2. In der Nichtgewährung der Akteneinsicht liegt ebenfalls ein Verfahrensverstoß gemäß § 115 Abs. 2 Nr. 3 FGO.
a) Grundsätzlich bezieht sich zwar der durch das Recht der Beteiligten auf Akteneinsicht nach § 78 Abs. 1 FGO konkretisierte Anspruch auf die Gewährung rechtlichen Gehörs nur auf die Gerichtsakten und die vom Gericht als Grundlage seiner Entscheidung als notwendig erachteten und hierfür vorgelegten oder beigezogenen Akten (BFH-Beschlüsse vom 12. November 2003 VII B 347/02, BFH/NV 2004, 511, und vom 14. Januar 2011 VIII B 56/10, BFH/NV 2011, 630). Ein Anspruch auf Einsicht in Akten, die dem Gericht nicht vorliegen, besteht damit ebenso wenig, wie darauf, dass das Gericht zum Zwecke der Gewährung von Akteneinsicht Gerichtsakten beizieht oder sich Verwaltungsakten vorlegen lässt, die es für seine Entscheidung nicht benötigt (BFH-Beschluss in BFH/NV 2004, 511, und in BFH/NV 2011, 630).
b) Anders ist es jedoch, wenn durch die Nicht-Beiziehung gegen die richterliche Sachaufklärungspflicht verstoßen wird, da eine unterlassene Beiziehung der den Streitfall betreffenden Akten die Grundordnung des Verfahrens berührt (vgl. Senatsurteil in BFH/NV 1997, 293). Somit durfte im Streitfall der Antrag des Klägers auf Beiziehung der Akten der Steuerfahndung und Akteneinsicht, den er nicht nur in seinem Schriftsatz vom 19. Dezember 2011 kurz vor der mündlichen Verhandlung, sondern bereits auch in seiner Klagebegründung vom 18. Oktober 2011 gestellt hat, nicht abgewiesen werden.

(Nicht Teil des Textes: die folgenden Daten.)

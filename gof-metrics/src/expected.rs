use gof_core::{CoreError, DistributionSpec, PoissonBinOrigin, Result};

use crate::model::TheoreticalModel;

/// Allocates theoretical probability mass to a fixed number of ordered bins.
///
/// Poisson bins are point masses at their event count (see
/// [`PoissonBinOrigin`]) except the last bin, which takes the whole upper tail.
/// Normal bin `i` covers `(i - 0.5, i + 0.5]`, with the first bin extended
/// down to -inf and the last up to +inf.
#[derive(Debug, Clone, Copy, Default)]
pub struct ExpectedFrequencyGenerator {
    pub origin: PoissonBinOrigin,
}

impl ExpectedFrequencyGenerator {
    pub fn new(origin: PoissonBinOrigin) -> Self {
        Self { origin }
    }

    /// Probability per bin, normalized to sum to 1.
    pub fn probabilities(&self, spec: &DistributionSpec, num_bins: usize) -> Result<Vec<f64>> {
        if num_bins == 0 {
            return Err(CoreError::Validation("number of bins must be at least 1".to_string()));
        }

        let model = TheoreticalModel::new(spec)?;
        let raw = match spec {
            DistributionSpec::Poisson { .. } => self.poisson_masses(&model, num_bins),
            DistributionSpec::Normal { .. } => normal_masses(&model, num_bins),
        };

        let total: f64 = raw.iter().sum();
        if !total.is_finite() || total <= 0.0 {
            return Err(CoreError::ZeroMass(spec.display_name().to_string()));
        }

        Ok(raw.into_iter().map(|p| p / total).collect())
    }

    /// Expected count per bin, summing to `total_observed`.
    pub fn counts(&self, spec: &DistributionSpec, num_bins: usize, total_observed: u64) -> Result<Vec<f64>> {
        let total = total_observed as f64;
        Ok(self
            .probabilities(spec, num_bins)?
            .into_iter()
            .map(|p| p * total)
            .collect())
    }

    fn poisson_masses(&self, model: &TheoreticalModel, num_bins: usize) -> Vec<f64> {
        if num_bins == 1 {
            return vec![1.0];
        }

        (1..=num_bins)
            .map(|bin| {
                let count = self.origin.event_count(bin) as f64;
                if bin == num_bins {
                    model.sf(count - 1.0)
                } else {
                    model.density(count)
                }
            })
            .collect()
    }
}

fn normal_masses(model: &TheoreticalModel, num_bins: usize) -> Vec<f64> {
    if num_bins == 1 {
        return vec![1.0];
    }

    let mut masses = Vec::with_capacity(num_bins);
    let mut previous_cdf = 0.0;
    for bin in 1..num_bins {
        let upper = bin as f64 + 0.5;
        let cdf = model.cdf(upper);
        masses.push(cdf - previous_cdf);
        previous_cdf = cdf;
    }
    masses.push(model.sf(num_bins as f64 - 0.5));
    masses
}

c) Auch der Hinweis des FG, dem Kläger sei bereits vom Beklagten und Beschwerdegegner (Finanzamt ‑‑FA‑‑) angeboten worden, Akteneinsicht zu nehmen, kann nicht dazu führen, ihm die Möglichkeit zu verweigern, erstmals im finanzgerichtlichen Verfahren die vollständigen Steuerfahndungsakten einzusehen. Zwar kann für die Durchsetzung mehrfacher Akteneinsicht das Rechtsschutzinteresse fehlen, z.B. wenn der Kläger die Akten während des Beschwerdeverfahrens im Rahmen eines anderen Verfahrens eingesehen hat (vgl. BFH-Beschluss vom 15. Januar 1996 VI B 147/94, BFH/NV 1996, 429). Ein solcher Fall liegt jedoch nicht vor, da der Klägervertreter bislang noch keine Einsicht in die vollständigen 1 403 Seiten umfassenden Ermittlungs- und Strafakten sowie die beiden Akten "Schriftverkehr" genommen hat. Das FA erklärt in seiner Beschwerdeerwiderung selbst, dass ihm letztmals im September 2007 Einsicht in die damaligen Ermittlungsakten gewährt wurde, deren Bestand zu dem Zeitpunkt 393 Seiten betrug. Anschließend ist ihm ‑‑im Januar 2011‑‑ Akteneinsicht zwar angeboten worden, die er aber nicht in Anspruch genommen hat. Dieser Umstand allein schließt seinen Anspruch auf Akteneinsicht im finanzgerichtlichen Verfahren nicht aus.
3. Da das Urteil bereits aufgrund dieser Verfahrensfehler keinen Bestand haben kann, bedarf es keines Eingehens auf das weitere Vorbringen des Klägers.
4. Der beschließende Senat hält es für angezeigt, gemäß § 116 Abs. 6 FGO zu verfahren.
5. Von einer weiteren Begründung, insbesondere einer Wiedergabe des Tatbestands, wird nach § 116 Abs. 5 Satz 2 FGO, der auch für den Beschluss nach § 116 Abs. 6 FGO gilt, abgesehen (vgl. BFH-Beschluss vom 26. Januar 2001 VI B 156/00, BFH/NV 2001, 808).